Sat, April 6, 8:30 to 10:00am, Westin Denver Downtown, Floor: Mezzanine Level, Larimer

Abstract

During the “Revolution from Above,” launched by Iosef Stalin at the end of the 1920s, Soviet medical experts were forced to reimagine their place within a political system that collapsed the distinctions between science, state, and society. This presentation examines how malaria specialists balanced their dual roles as scientists and political activists across the Stalinist spatial order. Drawing on sources from central Soviet medical institutions in Moscow as well as local malaria stations in the region of Central Asia, it argues that new models of malariological expertise emerged from the socio-environmental contexts produced by the Stalin Revolution. The chaos, famine, and violence of the early 1930s produced a series of malaria epidemics that centered on characteristic sites of the new socialist order, from massive industrial construction sites to state and collective farms.

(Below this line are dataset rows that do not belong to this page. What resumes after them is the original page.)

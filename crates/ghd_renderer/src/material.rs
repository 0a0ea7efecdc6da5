//! Surface scattering.
//!
//! `Material` is a closed set of variants dispatched by `match`; each
//! variant's `scatter` depends only on the incoming ray, the hit record
//! and the caller's generator.

use crate::{hittable::HitRecord, sampling, Ray};
use ghd_core::{ConfigResult, MaterialDescription};
use ghd_math::{reflect, refract, try_unit_vector, Color};
use rand::RngCore;

/// Outcome of a successful scatter.
#[derive(Debug, Clone, Copy, PartialEq)]
pub struct ScatterResult {
    /// Per-channel fraction of the scattered radiance that survives
    pub attenuation: Color,
    /// Continuation ray leaving the surface
    pub scattered: Ray,
}

/// Lambertian (diffuse) material.
#[derive(Debug, Clone, Copy, PartialEq)]
pub struct Lambertian {
    albedo: Color,
}

impl Lambertian {
    /// Create a diffuse material; albedo components must lie in [0, 1].
    pub fn new(albedo: Color) -> ConfigResult<Self> {
        MaterialDescription::Lambertian { albedo }.validate()?;
        Ok(Self { albedo })
    }

    pub fn albedo(&self) -> Color {
        self.albedo
    }

    fn scatter(&self, rec: &HitRecord, rng: &mut dyn RngCore) -> Option<ScatterResult> {
        let mut scatter_direction = rec.normal + sampling::random_unit_vector(rng);

        // Catch degenerate scatter direction
        if ghd_math::near_zero(scatter_direction) {
            scatter_direction = rec.normal;
        }

        Some(ScatterResult {
            attenuation: self.albedo,
            scattered: Ray::new(rec.p, scatter_direction),
        })
    }
}

/// Metal (specular) material.
#[derive(Debug, Clone, Copy, PartialEq)]
pub struct Metal {
    albedo: Color,
    fuzz: f64,
}

impl Metal {
    /// Create a metal.
    ///
    /// - `albedo`: The color of the metal
    /// - `fuzz`: Roughness, 0.0 = perfect mirror, 1.0 = very rough
    pub fn new(albedo: Color, fuzz: f64) -> ConfigResult<Self> {
        MaterialDescription::Metal { albedo, fuzz }.validate()?;
        Ok(Self { albedo, fuzz })
    }

    pub fn albedo(&self) -> Color {
        self.albedo
    }

    pub fn fuzz(&self) -> f64 {
        self.fuzz
    }

    fn scatter(&self, ray_in: &Ray, rec: &HitRecord, rng: &mut dyn RngCore) -> Option<ScatterResult> {
        let unit_direction = try_unit_vector(ray_in.direction())?;
        let reflected = reflect(unit_direction, rec.normal);
        let scattered_dir = reflected + self.fuzz * sampling::random_in_unit_sphere(rng);

        // Fuzzed below the surface: absorbed
        if scattered_dir.dot(rec.normal) <= 0.0 {
            return None;
        }

        Some(ScatterResult {
            attenuation: self.albedo,
            scattered: Ray::new(rec.p, scattered_dir),
        })
    }
}

/// Dielectric (glass) material.
#[derive(Debug, Clone, Copy, PartialEq)]
pub struct Dielectric {
    refractive_index: f64,
}

impl Dielectric {
    /// Create a dielectric.
    ///
    /// - `refractive_index`: 1.0 = air, 1.5 = glass, 2.4 = diamond
    pub fn new(refractive_index: f64) -> ConfigResult<Self> {
        MaterialDescription::Dielectric { refractive_index }.validate()?;
        Ok(Self { refractive_index })
    }

    pub fn refractive_index(&self) -> f64 {
        self.refractive_index
    }

    fn scatter(&self, ray_in: &Ray, rec: &HitRecord, rng: &mut dyn RngCore) -> Option<ScatterResult> {
        let refraction_ratio = if rec.front_face {
            1.0 / self.refractive_index
        } else {
            self.refractive_index
        };

        let unit_direction = try_unit_vector(ray_in.direction())?;
        let cos_theta = (-unit_direction).dot(rec.normal).min(1.0);
        let sin_theta = (1.0 - cos_theta * cos_theta).sqrt();

        let cannot_refract = refraction_ratio * sin_theta > 1.0;
        let direction = if cannot_refract
            || reflectance(cos_theta, refraction_ratio) > sampling::gen_f64(rng)
        {
            reflect(unit_direction, rec.normal)
        } else {
            refract(unit_direction, rec.normal, refraction_ratio)
        };

        Some(ScatterResult {
            attenuation: Color::ONE,
            scattered: Ray::new(rec.p, direction),
        })
    }
}

/// Schlick's approximation for reflectance.
pub fn reflectance(cosine: f64, refraction_ratio: f64) -> f64 {
    let r0 = ((1.0 - refraction_ratio) / (1.0 + refraction_ratio)).powi(2);
    r0 + (1.0 - r0) * (1.0 - cosine).powi(5)
}

/// How light interacts with a surface.
#[derive(Debug, Clone, Copy, PartialEq)]
pub enum Material {
    Lambertian(Lambertian),
    Metal(Metal),
    Dielectric(Dielectric),
}

impl Material {
    pub fn lambertian(albedo: Color) -> ConfigResult<Self> {
        Lambertian::new(albedo).map(Material::Lambertian)
    }

    pub fn metal(albedo: Color, fuzz: f64) -> ConfigResult<Self> {
        Metal::new(albedo, fuzz).map(Material::Metal)
    }

    pub fn dielectric(refractive_index: f64) -> ConfigResult<Self> {
        Dielectric::new(refractive_index).map(Material::Dielectric)
    }

    /// Scatter an incoming ray.
    ///
    /// Returns `None` if the ray is absorbed.
    pub fn scatter(&self, ray_in: &Ray, rec: &HitRecord, rng: &mut dyn RngCore) -> Option<ScatterResult> {
        match self {
            Material::Lambertian(m) => m.scatter(rec, rng),
            Material::Metal(m) => m.scatter(ray_in, rec, rng),
            Material::Dielectric(m) => m.scatter(ray_in, rec, rng),
        }
    }
}

impl TryFrom<&MaterialDescription> for Material {
    type Error = ghd_core::ConfigError;

    fn try_from(description: &MaterialDescription) -> ConfigResult<Self> {
        match *description {
            MaterialDescription::Lambertian { albedo } => Material::lambertian(albedo),
            MaterialDescription::Metal { albedo, fuzz } => Material::metal(albedo, fuzz),
            MaterialDescription::Dielectric { refractive_index } => {
                Material::dielectric(refractive_index)
            }
        }
    }
}
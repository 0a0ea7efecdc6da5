//! Scene descriptors.
//!
//! A `SceneDescription` is what the scene-construction collaborator hands
//! over: an ordered list of primitives, each with its material parameters.
//! The renderer turns it into its own runtime scene on `reset()`.

use ghd_math::{Color, Vec3};
use serde::{Deserialize, Serialize};

use crate::error::{ConfigError, ConfigResult};

/// Material parameters for one primitive.
#[derive(Clone, Debug, PartialEq, Serialize, Deserialize)]
#[serde(tag = "type", rename_all = "snake_case")]
pub enum MaterialDescription {
    /// Ideal diffuse surface
    Lambertian { albedo: Color },
    /// Reflective surface; `fuzz` 0 is a perfect mirror
    Metal { albedo: Color, fuzz: f64 },
    /// Clear refractive surface (glass, water)
    Dielectric { refractive_index: f64 },
}

impl MaterialDescription {
    /// Check albedo, fuzz and refractive index ranges.
    pub fn validate(&self) -> ConfigResult<()> {
        match self {
            MaterialDescription::Lambertian { albedo } => validate_albedo(*albedo),
            MaterialDescription::Metal { albedo, fuzz } => {
                validate_albedo(*albedo)?;
                if !(0.0..=1.0).contains(fuzz) {
                    return Err(ConfigError::InvalidFuzz(*fuzz));
                }
                Ok(())
            }
            MaterialDescription::Dielectric { refractive_index } => {
                if !(*refractive_index > 0.0) || !refractive_index.is_finite() {
                    return Err(ConfigError::InvalidRefractiveIndex(*refractive_index));
                }
                Ok(())
            }
        }
    }
}

fn validate_albedo(albedo: Color) -> ConfigResult<()> {
    let in_range = |c: f64| (0.0..=1.0).contains(&c);
    if in_range(albedo.x) && in_range(albedo.y) && in_range(albedo.z) {
        Ok(())
    } else {
        Err(ConfigError::InvalidAlbedo {
            r: albedo.x,
            g: albedo.y,
            b: albedo.z,
        })
    }
}

/// Geometry of one primitive.
#[derive(Clone, Debug, PartialEq, Serialize, Deserialize)]
#[serde(tag = "type", rename_all = "snake_case")]
pub enum ShapeDescription {
    Sphere { center: Vec3, radius: f64 },
}

impl ShapeDescription {
    /// Check the geometric parameters.
    pub fn validate(&self) -> ConfigResult<()> {
        match self {
            ShapeDescription::Sphere { center, radius } => {
                if !(*radius > 0.0) || !radius.is_finite() {
                    return Err(ConfigError::InvalidRadius(*radius));
                }
                if !center.is_finite() {
                    return Err(ConfigError::NonFiniteCenter);
                }
                Ok(())
            }
        }
    }
}

/// A primitive paired with its material.
#[derive(Clone, Debug, PartialEq, Serialize, Deserialize)]
pub struct ObjectDescription {
    pub shape: ShapeDescription,
    pub material: MaterialDescription,
}

impl ObjectDescription {
    pub fn validate(&self) -> ConfigResult<()> {
        self.shape.validate()?;
        self.material.validate()
    }
}

/// Ordered set of primitives making up a scene.
///
/// Order only affects intersection tie-breaks, never the rendered result.
#[derive(Clone, Debug, Default, PartialEq, Serialize, Deserialize)]
pub struct SceneDescription {
    /// Human-readable scene name (for logging)
    #[serde(default)]
    pub name: String,
    /// Primitives in insertion order
    pub objects: Vec<ObjectDescription>,
}

impl SceneDescription {
    /// Create a new empty scene.
    pub fn new(name: impl Into<String>) -> Self {
        Self {
            name: name.into(),
            objects: Vec::new(),
        }
    }

    /// Add an object to the scene.
    pub fn add_object(&mut self, object: ObjectDescription) -> &mut Self {
        self.objects.push(object);
        self
    }

    /// Add a sphere with the given material.
    pub fn add_sphere(&mut self, center: Vec3, radius: f64, material: MaterialDescription) -> &mut Self {
        self.add_object(ObjectDescription {
            shape: ShapeDescription::Sphere { center, radius },
            material,
        })
    }

    /// Number of objects in the scene.
    pub fn object_count(&self) -> usize {
        self.objects.len()
    }

    /// Validate every object, reporting the first bad one by index.
    pub fn validate(&self) -> ConfigResult<()> {
        for (index, object) in self.objects.iter().enumerate() {
            object.validate().map_err(|source| ConfigError::InvalidObject {
                index,
                source: Box::new(source),
            })?;
        }
        Ok(())
    }
}

#[cfg(test)]
mod tests {
    use super::*;

    fn grey() -> MaterialDescription {
        MaterialDescription::Lambertian {
            albedo: Color::splat(0.5),
        }
    }

    #[test]
    fn test_scene_creation() {
        let mut scene = SceneDescription::new("test");
        scene
            .add_sphere(Vec3::new(0.0, -100.5, -1.0), 100.0, grey())
            .add_sphere(Vec3::new(0.0, 0.0, -1.0), 0.5, MaterialDescription::Dielectric {
                refractive_index: 1.5,
            });

        assert_eq!(scene.name, "test");
        assert_eq!(scene.object_count(), 2);
        assert_eq!(scene.validate(), Ok(()));
    }

    #[test]
    fn test_rejects_bad_radius() {
        let mut scene = SceneDescription::new("bad");
        scene.add_sphere(Vec3::ZERO, 1.0, grey());
        scene.add_sphere(Vec3::ZERO, 0.0, grey());

        match scene.validate() {
            Err(ConfigError::InvalidObject { index, source }) => {
                assert_eq!(index, 1);
                assert_eq!(*source, ConfigError::InvalidRadius(0.0));
            }
            other => panic!("expected InvalidObject, got {other:?}"),
        }
    }

    #[test]
    fn test_material_ranges() {
        let albedo = Color::new(0.5, 1.5, 0.5);
        assert!(matches!(
            MaterialDescription::Lambertian { albedo }.validate(),
            Err(ConfigError::InvalidAlbedo { .. })
        ));
        assert_eq!(
            MaterialDescription::Metal { albedo: Color::ONE, fuzz: 1.2 }.validate(),
            Err(ConfigError::InvalidFuzz(1.2))
        );
        assert_eq!(
            MaterialDescription::Dielectric { refractive_index: 0.0 }.validate(),
            Err(ConfigError::InvalidRefractiveIndex(0.0))
        );
        assert!(MaterialDescription::Metal { albedo: Color::ONE, fuzz: 0.0 }
            .validate()
            .is_ok());
    }

    #[test]
    fn test_scene_from_json() {
        let json = r#"{
            "name": "json",
            "objects": [
                {
                    "shape": { "type": "sphere", "center": [0.0, 0.0, -1.0], "radius": 0.5 },
                    "material": { "type": "metal", "albedo": [0.8, 0.6, 0.2], "fuzz": 0.3 }
                }
            ]
        }"#;
        let scene: SceneDescription = serde_json::from_str(json).unwrap();
        assert_eq!(scene.object_count(), 1);
        assert!(matches!(
            scene.objects[0].material,
            MaterialDescription::Metal { fuzz, .. } if fuzz == 0.3
        ));
    }
}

In such sites, the meanings of science and politics - and of the relationships between them - were fluid and context-dependent, under constant negotiation in relation to social and ecological conditions. By strategically deploying languages of science and politics, the doctors, scientists, and medical workers involved in the “struggle against malaria” maintained a coherent discipline while simultaneously adopting the guises of neutral expert, socialist revolutionary, and colonial agent.